_Task instructions_: Where a line below holds the string "SqliteExecutor", count it; then give the total without any other words.

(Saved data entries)
Content starts

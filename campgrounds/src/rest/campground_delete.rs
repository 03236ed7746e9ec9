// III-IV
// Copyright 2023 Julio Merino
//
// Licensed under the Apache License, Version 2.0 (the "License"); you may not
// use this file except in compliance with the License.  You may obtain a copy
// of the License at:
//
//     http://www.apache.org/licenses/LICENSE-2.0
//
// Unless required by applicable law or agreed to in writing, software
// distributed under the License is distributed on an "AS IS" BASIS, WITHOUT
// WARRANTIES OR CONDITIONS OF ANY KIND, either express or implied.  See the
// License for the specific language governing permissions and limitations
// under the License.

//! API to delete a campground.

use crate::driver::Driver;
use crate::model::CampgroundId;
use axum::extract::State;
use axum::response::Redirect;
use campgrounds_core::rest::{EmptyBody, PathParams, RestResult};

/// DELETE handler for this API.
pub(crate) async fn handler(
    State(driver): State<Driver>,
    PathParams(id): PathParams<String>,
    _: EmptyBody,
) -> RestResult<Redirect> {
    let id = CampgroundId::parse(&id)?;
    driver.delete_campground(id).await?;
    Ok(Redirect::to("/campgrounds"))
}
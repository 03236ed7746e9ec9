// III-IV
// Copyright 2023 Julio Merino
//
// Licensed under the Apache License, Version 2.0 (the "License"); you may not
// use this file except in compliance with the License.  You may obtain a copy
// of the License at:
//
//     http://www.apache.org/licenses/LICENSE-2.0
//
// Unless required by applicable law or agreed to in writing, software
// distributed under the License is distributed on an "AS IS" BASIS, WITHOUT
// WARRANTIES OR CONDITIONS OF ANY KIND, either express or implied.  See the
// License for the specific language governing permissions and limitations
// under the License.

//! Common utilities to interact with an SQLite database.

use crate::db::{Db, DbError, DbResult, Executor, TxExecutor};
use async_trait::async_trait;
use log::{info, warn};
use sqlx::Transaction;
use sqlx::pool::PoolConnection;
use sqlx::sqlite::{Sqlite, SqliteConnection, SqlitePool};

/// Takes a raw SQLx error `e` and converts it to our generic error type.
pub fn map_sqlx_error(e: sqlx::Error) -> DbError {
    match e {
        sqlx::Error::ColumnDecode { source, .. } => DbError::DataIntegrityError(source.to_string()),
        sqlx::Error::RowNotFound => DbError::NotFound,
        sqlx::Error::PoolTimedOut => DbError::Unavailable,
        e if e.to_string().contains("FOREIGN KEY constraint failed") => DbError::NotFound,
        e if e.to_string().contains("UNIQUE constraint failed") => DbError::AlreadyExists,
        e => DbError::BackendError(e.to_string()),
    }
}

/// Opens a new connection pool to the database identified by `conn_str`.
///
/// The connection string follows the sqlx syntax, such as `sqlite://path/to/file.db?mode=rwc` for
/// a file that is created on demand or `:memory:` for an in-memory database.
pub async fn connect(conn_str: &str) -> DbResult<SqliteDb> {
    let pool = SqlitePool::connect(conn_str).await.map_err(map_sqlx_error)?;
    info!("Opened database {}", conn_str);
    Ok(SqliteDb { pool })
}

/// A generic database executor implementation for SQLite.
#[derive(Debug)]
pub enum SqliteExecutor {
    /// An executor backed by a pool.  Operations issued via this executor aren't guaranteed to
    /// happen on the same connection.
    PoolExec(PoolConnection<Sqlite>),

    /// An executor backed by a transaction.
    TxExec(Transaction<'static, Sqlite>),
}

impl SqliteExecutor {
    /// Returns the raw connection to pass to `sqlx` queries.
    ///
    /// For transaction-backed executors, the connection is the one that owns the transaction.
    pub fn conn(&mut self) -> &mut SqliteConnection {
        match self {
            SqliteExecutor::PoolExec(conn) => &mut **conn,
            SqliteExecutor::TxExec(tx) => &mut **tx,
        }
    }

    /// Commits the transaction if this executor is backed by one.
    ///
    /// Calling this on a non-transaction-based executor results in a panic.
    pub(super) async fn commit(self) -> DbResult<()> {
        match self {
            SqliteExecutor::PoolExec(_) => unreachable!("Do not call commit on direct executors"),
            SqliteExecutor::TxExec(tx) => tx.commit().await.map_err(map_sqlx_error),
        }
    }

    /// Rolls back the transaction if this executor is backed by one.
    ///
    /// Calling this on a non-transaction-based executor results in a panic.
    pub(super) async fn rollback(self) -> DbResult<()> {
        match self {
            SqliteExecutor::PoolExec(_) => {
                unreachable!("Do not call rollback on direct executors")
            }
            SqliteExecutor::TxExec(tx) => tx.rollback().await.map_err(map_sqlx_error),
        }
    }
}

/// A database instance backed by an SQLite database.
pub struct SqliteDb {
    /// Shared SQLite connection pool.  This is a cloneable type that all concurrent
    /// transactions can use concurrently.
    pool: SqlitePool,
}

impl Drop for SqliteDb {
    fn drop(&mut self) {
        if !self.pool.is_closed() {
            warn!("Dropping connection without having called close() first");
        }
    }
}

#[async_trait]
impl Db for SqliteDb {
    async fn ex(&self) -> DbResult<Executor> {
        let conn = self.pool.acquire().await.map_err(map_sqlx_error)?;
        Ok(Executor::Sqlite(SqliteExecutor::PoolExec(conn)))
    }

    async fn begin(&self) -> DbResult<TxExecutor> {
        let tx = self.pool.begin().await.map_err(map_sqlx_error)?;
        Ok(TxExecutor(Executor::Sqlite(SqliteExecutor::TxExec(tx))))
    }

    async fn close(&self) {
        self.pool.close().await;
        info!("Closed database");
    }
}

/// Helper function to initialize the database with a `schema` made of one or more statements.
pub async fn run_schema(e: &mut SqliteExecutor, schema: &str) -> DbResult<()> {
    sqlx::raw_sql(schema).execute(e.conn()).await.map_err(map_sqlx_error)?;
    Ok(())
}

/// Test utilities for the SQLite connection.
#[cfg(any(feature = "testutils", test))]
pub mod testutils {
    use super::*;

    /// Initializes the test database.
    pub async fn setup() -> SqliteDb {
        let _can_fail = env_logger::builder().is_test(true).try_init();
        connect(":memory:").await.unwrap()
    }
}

Content ends

_Written answer_: 11